=== Records for this exercise ===
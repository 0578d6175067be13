//! Orchestration state
//!
//! `SubmissionState` is the one mutable record per submission. It is created
//! on the first run, advanced after every completed step, and round-trips
//! through the checkpoint store between runs.

use chrono::{DateTime, Utc};
use serde::{Deserialize, Serialize};
use std::collections::BTreeMap;
use std::fmt;

use super::request::SubmissionRequest;

/// Well-known keys in `SubmissionState::data`
pub mod keys {
    pub const RECORD_NUMBER: &str = "record_number";
    pub const RECORD_URL: &str = "record_url";
    pub const PAYMENT_URL: &str = "payment_url";
    pub const FEE_TEXT: &str = "fee_text";
    pub const PERMIT_NUMBER: &str = "permit_number";
    pub const PAYMENT_CONFIRMED: &str = "payment_confirmed";
    pub const PAYMENT_REFERENCE: &str = "payment_reference";
    pub const SUBMIT_CLASSIFICATION: &str = "submit_classification";
    pub const SELECTED_ADDRESS: &str = "selected_address";
    pub const DOCUMENTS_SKIPPED: &str = "documents_skipped";
    /// Step a run last failed at; cleared by the next completed step
    pub const FAILED_AT: &str = "failed_at";
}

/// Wizard steps in portal order, followed by the pause and terminal states
#[derive(Debug, Clone, Copy, PartialEq, Eq, PartialOrd, Ord, Hash, Serialize, Deserialize)]
#[serde(rename_all = "snake_case")]
pub enum Step {
    StartApplication,
    PermitType,
    Address,
    Contractor,
    Applicant,
    ProjectScope,
    Equipment,
    WorkItems,
    Documents,
    ReviewSubmit,
    AwaitingPayment,
    PostPayment,
    Complete,
}

impl Step {
    /// Fixed order the sequencer walks through
    pub const ORDER: [Step; 13] = [
        Step::StartApplication,
        Step::PermitType,
        Step::Address,
        Step::Contractor,
        Step::Applicant,
        Step::ProjectScope,
        Step::Equipment,
        Step::WorkItems,
        Step::Documents,
        Step::ReviewSubmit,
        Step::AwaitingPayment,
        Step::PostPayment,
        Step::Complete,
    ];

    /// Portal wizard step number (0-9); pause/terminal states have none
    pub fn number(&self) -> Option<u8> {
        match self {
            Step::StartApplication => Some(0),
            Step::PermitType => Some(1),
            Step::Address => Some(2),
            Step::Contractor => Some(3),
            Step::Applicant => Some(4),
            Step::ProjectScope => Some(5),
            Step::Equipment => Some(6),
            Step::WorkItems => Some(7),
            Step::Documents => Some(8),
            Step::ReviewSubmit => Some(9),
            Step::AwaitingPayment | Step::PostPayment | Step::Complete => None,
        }
    }

    /// Position in `ORDER`, usable as a vision-prompt step index
    pub fn ordinal(&self) -> u8 {
        Step::ORDER.iter().position(|s| s == self).unwrap_or(0) as u8
    }

    /// Immediate successor in the fixed order
    pub fn next(&self) -> Option<Step> {
        let idx = self.ordinal() as usize;
        Step::ORDER.get(idx + 1).copied()
    }

    /// States the loop stops at without error
    pub fn is_pause_or_terminal(&self) -> bool {
        matches!(self, Step::AwaitingPayment | Step::Complete)
    }

    pub fn title(&self) -> &'static str {
        match self {
            Step::StartApplication => "Start application",
            Step::PermitType => "Permit type",
            Step::Address => "Property address",
            Step::Contractor => "Licensed professional",
            Step::Applicant => "Applicant contact",
            Step::ProjectScope => "Project description",
            Step::Equipment => "Equipment information",
            Step::WorkItems => "Work items and valuation",
            Step::Documents => "Documents",
            Step::ReviewSubmit => "Review and submit",
            Step::AwaitingPayment => "Awaiting payment",
            Step::PostPayment => "Post-payment",
            Step::Complete => "Complete",
        }
    }

    pub fn as_str(&self) -> &'static str {
        match self {
            Step::StartApplication => "start_application",
            Step::PermitType => "permit_type",
            Step::Address => "address",
            Step::Contractor => "contractor",
            Step::Applicant => "applicant",
            Step::ProjectScope => "project_scope",
            Step::Equipment => "equipment",
            Step::WorkItems => "work_items",
            Step::Documents => "documents",
            Step::ReviewSubmit => "review_submit",
            Step::AwaitingPayment => "awaiting_payment",
            Step::PostPayment => "post_payment",
            Step::Complete => "complete",
        }
    }
}

impl fmt::Display for Step {
    fn fmt(&self, f: &mut fmt::Formatter<'_>) -> fmt::Result {
        f.write_str(self.as_str())
    }
}

/// The only value a step handler returns on success
#[derive(Debug, Clone, PartialEq, Eq)]
pub struct StepResult {
    pub success: bool,
    pub next_step: Step,
    pub error: Option<String>,
}

impl StepResult {
    pub fn advance(to: Step) -> Self {
        Self { success: true, next_step: to, error: None }
    }

    pub fn failed(at: Step, error: impl Into<String>) -> Self {
        Self { success: false, next_step: at, error: Some(error.into()) }
    }
}

/// Persisted progress of one submission
#[derive(Debug, Clone, PartialEq, Serialize, Deserialize)]
pub struct SubmissionState {
    pub submission_id: String,
    pub current_step: Step,
    pub last_completed_step: Option<Step>,
    /// Portal-assigned identifiers, payment URL, fee text, ...
    pub data: BTreeMap<String, String>,
    pub errors: Vec<String>,
    /// Screenshot references (artifact paths)
    pub screenshots: Vec<String>,
    /// Copy of the request so `resume` needs only the id
    pub request: SubmissionRequest,
    pub created_at: DateTime<Utc>,
    pub updated_at: DateTime<Utc>,
}

impl SubmissionState {
    pub fn new(request: SubmissionRequest) -> Self {
        let now = Utc::now();
        Self {
            submission_id: request.submission_id.clone(),
            current_step: Step::StartApplication,
            last_completed_step: None,
            data: BTreeMap::new(),
            errors: vec![],
            screenshots: vec![],
            request,
            created_at: now,
            updated_at: now,
        }
    }

    /// Record a completed step and move to the next one
    pub fn advance(&mut self, next: Step) {
        self.last_completed_step = Some(self.current_step);
        self.current_step = next;
        self.data.remove(keys::FAILED_AT);
        self.updated_at = Utc::now();
    }

    /// Mark the current step as where the last run gave up
    pub fn mark_failed(&mut self) {
        let step = self.current_step;
        self.set(keys::FAILED_AT, step.as_str());
        self.updated_at = Utc::now();
    }

    /// A run failed mid-wizard. A new browser session cannot reach that
    /// half-filled application, so the wizard has to start over.
    pub fn needs_restart(&self) -> bool {
        self.get(keys::FAILED_AT).is_some() && self.current_step < Step::AwaitingPayment
    }

    /// Back to the first step; errors and screenshots are kept
    pub fn restart(&mut self) {
        self.current_step = Step::StartApplication;
        self.last_completed_step = None;
        self.data.clear();
        self.updated_at = Utc::now();
    }

    pub fn record_error(&mut self, message: impl Into<String>) {
        self.errors.push(message.into());
        self.updated_at = Utc::now();
    }

    pub fn set(&mut self, key: &str, value: impl Into<String>) {
        self.data.insert(key.to_string(), value.into());
    }

    pub fn get(&self, key: &str) -> Option<&str> {
        self.data.get(key).map(|s| s.as_str())
    }

    pub fn permit_number(&self) -> Option<&str> {
        self.get(keys::PERMIT_NUMBER)
    }

    pub fn payment_confirmed(&self) -> bool {
        self.get(keys::PAYMENT_CONFIRMED) == Some("true")
    }
}

/// Durable checkpoint row
#[derive(Debug, Clone, PartialEq, Serialize, Deserialize)]
pub struct Checkpoint {
    pub submission_id: String,
    pub current_step: Step,
    pub state: SubmissionState,
    pub updated_at: DateTime<Utc>,
}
===
**What the exercise asks**
Across the whole listing above, report each line that includes "static".

**Answer section**
    pub fn title(&self) -> &'static str {
    pub fn as_str(&self) -> &'static str {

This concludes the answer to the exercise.